To avoid this particular security risk, the IT department of Jerry’s company should have activated a suitable policy or DLP function in the VPN software. However, there are far more possible gateways for unauthorized access than just via VPN – for instance:
- Continued use of applications or privileges that should have long been removed, but still exist as remnants of previous activities in former departments
- Continued use of user accounts belonging to colleagues who have already left the company
- Continued use of project-related rights or other temporary rights that are still active, even though they should have been removed
The only reliable protection against such situations is provided by the principle of least privilege, which states that: „A user account (or process) should only receive those privileges which are essential to perform its intended function.“ If Jerry’s VPN connection had been disabled when he returned to his workplace, he could not have stolen the data using this gateway.
How can I achieve the principle of least privilege?
There are several ways to achieve this principle. With tenfold, you can easily implement all of the necessary procedures, which are outlined below:
- Standardize privileges and automate them:
Use the tenfold profile assistant, for instance, to find out which privileges are part of the standard set for your departments. Make sure that users receive the relevant privileges upon joining a department (so they can start work immediately) and that these privileges are withdrawn again once they leave the department (to ensure data security).
- Work with temporary privileges:
If you assign additional privileges outside the standard set for a department, always set an expiration date for them. If you need to resort to manual methods, you can do so by using a calendar with reminder function in Exchange. tenfold is able to conduct and automate this workflow and even provides a reminder with which the duration of the privilege activation can be extended automatically.
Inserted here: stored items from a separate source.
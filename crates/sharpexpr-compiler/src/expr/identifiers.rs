//! Bare name resolution.

use sharpexpr_core::BindError;
use sharpexpr_syntax::{Expr, Identifier};

use super::member::member_access;
use super::{ExpressionBuilder, Result, Symbol};
use crate::typed::TypedExpr;

/// Types win over members; an unqualified member lookup is static, except
/// that a binder with a receiver may answer with one of its instance members.
pub(super) fn try_resolve_symbol(
    builder: &ExpressionBuilder<'_>,
    name: &Identifier,
) -> Result<Option<Symbol>> {
    let binder = builder.binder();
    if let Some(data_type) = binder.bind_type(name) {
        return Ok(Some(Symbol::Type(data_type)));
    }
    let Some(member) = binder.bind_member(None, name, true)? else {
        return Ok(None);
    };
    let receiver = builder.receiver_for(member.is_static, name)?;
    Ok(Some(Symbol::Value(member_access(receiver, member))))
}

pub(super) fn resolve_symbol(builder: &ExpressionBuilder<'_>, name: &Identifier) -> Result<Symbol> {
    try_resolve_symbol(builder, name)?.ok_or_else(|| BindError::unresolved(name.name()))
}

/// A reference in value position.
pub(super) fn build_reference(
    builder: &ExpressionBuilder<'_>,
    expr: &Expr,
    name: &Identifier,
) -> Result<TypedExpr> {
    match resolve_symbol(builder, name)? {
        Symbol::Value(value) => Ok(value),
        Symbol::Type(_) => Err(BindError::generic(format!(
            "'{expr}' is a type, which is not valid in the given context."
        ))),
    }
}
//! Most-specific candidate selection.
//!
//! Two applicable candidates are compared like this:
//!
//! - a candidate used in its normal form beats one that needs `params`
//!   expansion;
//! - otherwise each argument position votes for the candidate whose parameter
//!   type is closer to the argument type. A position where neither type is
//!   closer makes the pair incomparable;
//! - if nobody got a vote, the candidate with more parameters wins;
//! - identical signatures fall back to the more derived declaring type.

use sharpexpr_core::{DataType, Param, PrimitiveKind};
use sharpexpr_registry::TypeRegistry;
use tracing::debug;

use super::{Applicable, Resolution};
use crate::conversion::can_convert_primitive;

/// Which of two candidates is more specific.
#[derive(Debug, Clone, Copy, PartialEq, Eq)]
pub enum Preference {
    First,
    Second,
    Neither,
}

/// Pick the candidate that beats every other one.
///
/// A single pass finds the only possible winner: once the true winner is seen
/// nothing can displace it. A second pass confirms it beats everyone. Without
/// a winner, every candidate that no other candidate beats is reported.
pub(crate) fn select_best(
    registry: &TypeRegistry,
    applicable: &[Applicable<'_>],
    arg_types: &[DataType],
) -> Resolution {
    let beats = |a: usize, b: usize| {
        compare(registry, &applicable[a], &applicable[b], arg_types) == Preference::First
    };

    let mut best = 0;
    for i in 1..applicable.len() {
        if beats(i, best) {
            best = i;
        }
    }

    if (0..applicable.len()).all(|i| i == best || beats(best, i)) {
        let winner = &applicable[best];
        return Resolution::Match {
            index: winner.index,
            expanded: winner.expanded,
        };
    }

    let undominated: Vec<usize> = (0..applicable.len())
        .filter(|&i| !(0..applicable.len()).any(|j| j != i && beats(j, i)))
        .collect();
    // A preference cycle leaves nobody undominated.
    let tied = if undominated.is_empty() {
        (0..applicable.len()).collect()
    } else {
        undominated
    };

    let mut indices: Vec<usize> = tied.into_iter().map(|i| applicable[i].index).collect();
    indices.sort_unstable();
    debug!(candidates = ?indices, "ambiguous overload");
    Resolution::Ambiguous(indices)
}

/// Compare two applicable candidates, including the declaring-type tie-break.
pub(crate) fn compare(
    registry: &TypeRegistry,
    a: &Applicable<'_>,
    b: &Applicable<'_>,
    arg_types: &[DataType],
) -> Preference {
    let preference = compare_params(registry, a, b, arg_types);
    if preference != Preference::Neither {
        return preference;
    }

    if !same_signature(a.params, b.params) {
        return Preference::Neither;
    }
    let depth_a = registry.hierarchy_depth(&DataType::simple(a.declaring_type));
    let depth_b = registry.hierarchy_depth(&DataType::simple(b.declaring_type));
    match depth_a.cmp(&depth_b) {
        std::cmp::Ordering::Greater => Preference::First,
        std::cmp::Ordering::Less => Preference::Second,
        std::cmp::Ordering::Equal => Preference::Neither,
    }
}

fn compare_params(
    registry: &TypeRegistry,
    a: &Applicable<'_>,
    b: &Applicable<'_>,
    arg_types: &[DataType],
) -> Preference {
    match (a.expanded, b.expanded) {
        (Some(_), None) => return Preference::Second,
        (None, Some(_)) => return Preference::First,
        _ => {}
    }

    let mut a_closer = false;
    let mut b_closer = false;

    for (i, arg) in arg_types.iter().enumerate() {
        let ca = param_type_at(a, i);
        let cb = param_type_at(b, i);
        if ca == cb {
            continue;
        }
        match most_specific_type(registry, &ca, &cb, arg) {
            Preference::Neither => return Preference::Neither,
            Preference::First => a_closer = true,
            Preference::Second => b_closer = true,
        }
    }

    match (a_closer, b_closer) {
        (true, false) => Preference::First,
        (false, true) => Preference::Second,
        (false, false) => match a.params.len().cmp(&b.params.len()) {
            std::cmp::Ordering::Greater => Preference::First,
            std::cmp::Ordering::Less => Preference::Second,
            std::cmp::Ordering::Equal => Preference::Neither,
        },
        (true, true) => Preference::Neither,
    }
}

/// Parameter type receiving argument `i`; expanded `params` arguments use the
/// element type.
fn param_type_at(candidate: &Applicable<'_>, i: usize) -> DataType {
    let last = candidate.params.len().saturating_sub(1);
    match candidate.expanded {
        Some(element) if i >= last => element,
        _ => candidate.params[i].data_type,
    }
}

/// Which of `c1` and `c2` is closer to the argument type `arg`.
pub fn most_specific_type(
    registry: &TypeRegistry,
    c1: &DataType,
    c2: &DataType,
    arg: &DataType,
) -> Preference {
    if c1 == c2 {
        return Preference::Neither;
    }
    if c1 == arg {
        return Preference::First;
    }
    if c2 == arg {
        return Preference::Second;
    }

    let (c1_from_c2, c2_from_c1) = if is_table_primitive(c1) && is_table_primitive(c2) {
        (can_convert_primitive(c2, c1), can_convert_primitive(c1, c2))
    } else {
        (
            registry.is_assignable_from(c1, c2),
            registry.is_assignable_from(c2, c1),
        )
    };

    match (c1_from_c2, c2_from_c1) {
        (true, false) => Preference::Second,
        (false, true) => Preference::First,
        _ => Preference::Neither,
    }
}

/// `decimal` is compared by assignability, like any other struct.
fn is_table_primitive(data_type: &DataType) -> bool {
    data_type
        .primitive_kind()
        .is_some_and(|kind| kind != PrimitiveKind::Decimal)
}

fn same_signature(a: &[Param], b: &[Param]) -> bool {
    a.len() == b.len() && a.iter().zip(b).all(|(x, y)| x.data_type == y.data_type)
}

#[cfg(test)]
mod tests {
    use super::*;
    use crate::overload::resolve;
    use sharpexpr_core::{MethodEntry, NativeFn, TypeEntry, Value};

    fn method(params: &[DataType]) -> MethodEntry {
        MethodEntry::static_fn(
            "Max",
            params.iter().map(|&dt| Param::new("p", dt)).collect(),
            DataType::void(),
            NativeFn::constant(Value::Null),
        )
    }

    fn kind(k: PrimitiveKind) -> DataType {
        DataType::primitive(k)
    }

    fn permutations<T: Clone>(items: &[T]) -> Vec<Vec<T>> {
        if items.len() <= 1 {
            return vec![items.to_vec()];
        }
        let mut out = Vec::new();
        for i in 0..items.len() {
            let mut rest = items.to_vec();
            let head = rest.remove(i);
            for mut tail in permutations(&rest) {
                tail.insert(0, head.clone());
                out.push(tail);
            }
        }
        out
    }

    fn winner_name(registry: &TypeRegistry, candidates: &[MethodEntry], args: &[DataType]) -> Option<Vec<DataType>> {
        match resolve(registry, candidates, args) {
            Resolution::Match { index, .. } => Some(candidates[index].param_types().collect()),
            _ => None,
        }
    }

    #[test]
    fn floating_overload_wins_for_mixed_arguments() {
        let registry = TypeRegistry::with_primitives();
        let candidates = vec![
            method(&[DataType::int32(), DataType::int32()]),
            method(&[kind(PrimitiveKind::Int64), kind(PrimitiveKind::Int64)]),
            method(&[kind(PrimitiveKind::Float), kind(PrimitiveKind::Float)]),
            method(&[kind(PrimitiveKind::Double), kind(PrimitiveKind::Double)]),
        ];
        let args = [kind(PrimitiveKind::Double), DataType::int32()];
        assert_eq!(
            winner_name(&registry, &candidates, &args),
            Some(vec![kind(PrimitiveKind::Double), kind(PrimitiveKind::Double)])
        );
        let ints = [DataType::int32(), DataType::int32()];
        assert_eq!(
            winner_name(&registry, &candidates, &ints),
            Some(vec![DataType::int32(), DataType::int32()])
        );
    }

    #[test]
    fn resolution_is_order_independent() {
        let registry = TypeRegistry::with_primitives();
        let candidates = vec![
            method(&[DataType::int32(), DataType::object()]),
            method(&[DataType::object(), DataType::int32()]),
            method(&[kind(PrimitiveKind::Int64), kind(PrimitiveKind::Int64)]),
            method(&[DataType::int32(), DataType::int32()]),
        ];
        let args = [DataType::int32(), DataType::int32()];
        for order in permutations(&candidates) {
            assert_eq!(
                winner_name(&registry, &order, &args),
                Some(vec![DataType::int32(), DataType::int32()])
            );
        }
    }

    #[test]
    fn conflicting_votes_are_ambiguous_in_every_order() {
        let registry = TypeRegistry::with_primitives();
        let candidates = vec![
            method(&[DataType::int32(), DataType::object()]),
            method(&[DataType::object(), DataType::int32()]),
        ];
        let args = [DataType::int32(), DataType::int32()];
        for order in permutations(&candidates) {
            assert_eq!(resolve(&registry, &order, &args), Resolution::Ambiguous(vec![0, 1]));
        }
    }

    #[test]
    fn ambiguity_reports_the_same_candidates_in_every_order() {
        let registry = TypeRegistry::with_primitives();
        let long = kind(PrimitiveKind::Int64);
        let candidates = vec![
            method(&[DataType::int32(), long]),
            method(&[long, DataType::int32()]),
            method(&[long, long]),
            method(&[kind(PrimitiveKind::Double), kind(PrimitiveKind::Double)]),
        ];
        let args = [DataType::int32(), DataType::int32()];
        for order in permutations(&candidates) {
            let Resolution::Ambiguous(tied) = resolve(&registry, &order, &args) else {
                panic!("expected an ambiguity");
            };
            let tied: Vec<Vec<DataType>> =
                tied.iter().map(|&i| order[i].param_types().collect()).collect();
            assert_eq!(tied.len(), 2);
            assert!(tied.contains(&vec![DataType::int32(), long]));
            assert!(tied.contains(&vec![long, DataType::int32()]));
        }
    }

    #[test]
    fn normal_form_beats_expanded_form() {
        let registry = TypeRegistry::with_primitives();
        let candidates = vec![
            MethodEntry::static_fn(
                "Concat",
                vec![Param::variadic("values", DataType::string())],
                DataType::string(),
                NativeFn::constant(Value::Null),
            ),
            method(&[DataType::string(), DataType::string()]),
        ];
        let args = [DataType::string(), DataType::string()];
        assert_eq!(
            resolve(&registry, &candidates, &args),
            Resolution::Match {
                index: 1,
                expanded: None
            }
        );
    }

    #[test]
    fn identical_signatures_prefer_derived_declaring_type() {
        let mut registry = TypeRegistry::with_primitives();
        let base = TypeEntry::class("Zoo", "Animal");
        let base_hash = base.type_hash;
        registry.register(base).unwrap();
        let derived = TypeEntry::class("Zoo", "Dog").with_base(base_hash);
        let derived_hash = derived.type_hash;
        registry.register(derived).unwrap();

        let mut on_base = method(&[DataType::int32()]);
        on_base.declaring_type = base_hash;
        let mut on_derived = method(&[DataType::int32()]);
        on_derived.declaring_type = derived_hash;

        for order in permutations(&[on_base, on_derived]) {
            match resolve(&registry, &order, &[DataType::int32()]) {
                Resolution::Match { index, .. } => {
                    assert_eq!(order[index].declaring_type, derived_hash)
                }
                other => panic!("expected a match, got {other:?}"),
            }
        }
    }

    #[test]
    fn unrelated_identical_signatures_are_ambiguous() {
        let registry = TypeRegistry::with_primitives();
        let candidates = vec![method(&[DataType::int32()]), method(&[DataType::int32()])];
        assert_eq!(
            resolve(&registry, &candidates, &[DataType::int32()]),
            Resolution::Ambiguous(vec![0, 1])
        );
    }

    #[test]
    fn most_specific_type_prefers_narrower_scalar() {
        let registry = TypeRegistry::with_primitives();
        let long = kind(PrimitiveKind::Int64);
        let double = kind(PrimitiveKind::Double);
        let short = kind(PrimitiveKind::Int16);
        assert_eq!(most_specific_type(&registry, &long, &double, &short), Preference::First);
        assert_eq!(
            most_specific_type(&registry, &DataType::object(), &DataType::string(), &DataType::string()),
            Preference::Second
        );
    }
}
Establish a recertification process:
Data controllers should be required to check regularly whether accesses still correspond to actual business operations and demands. If everyone adheres to these processes correctly, it is fairly easy to detect unauthorized access quickly. Jerry could not have stolen data from the company had a solid certification process been in place. The disadvantage here is that, if the process is not system-based, collecting all of the necessary data to implement a certification process is very time-consuming for IT departments and also tedious for data controllers, who have to enter the data manually. tenfold offers integrated support for re-certification, while adhering to all necessary best practices.
Unauthorized access is a major problem. Theft of intellectual property and unauthorized access to personal information can have serious financial consequences and severely damage your company’s reputation.
You must therefore ensure that all employees have correctly set access rights that are in line with (and do not extend beyond) their needs for carrying out their specific jobs.
There are numerous approaches to achieving a high level of data security. However, the manual efforts and operational discipline required to implement these methods is discouraging to many companies or can lead to inadequate results. If you opt to use the appropriate IT tools – such as tenfold – you will soon see and feel an increase of success and IT security.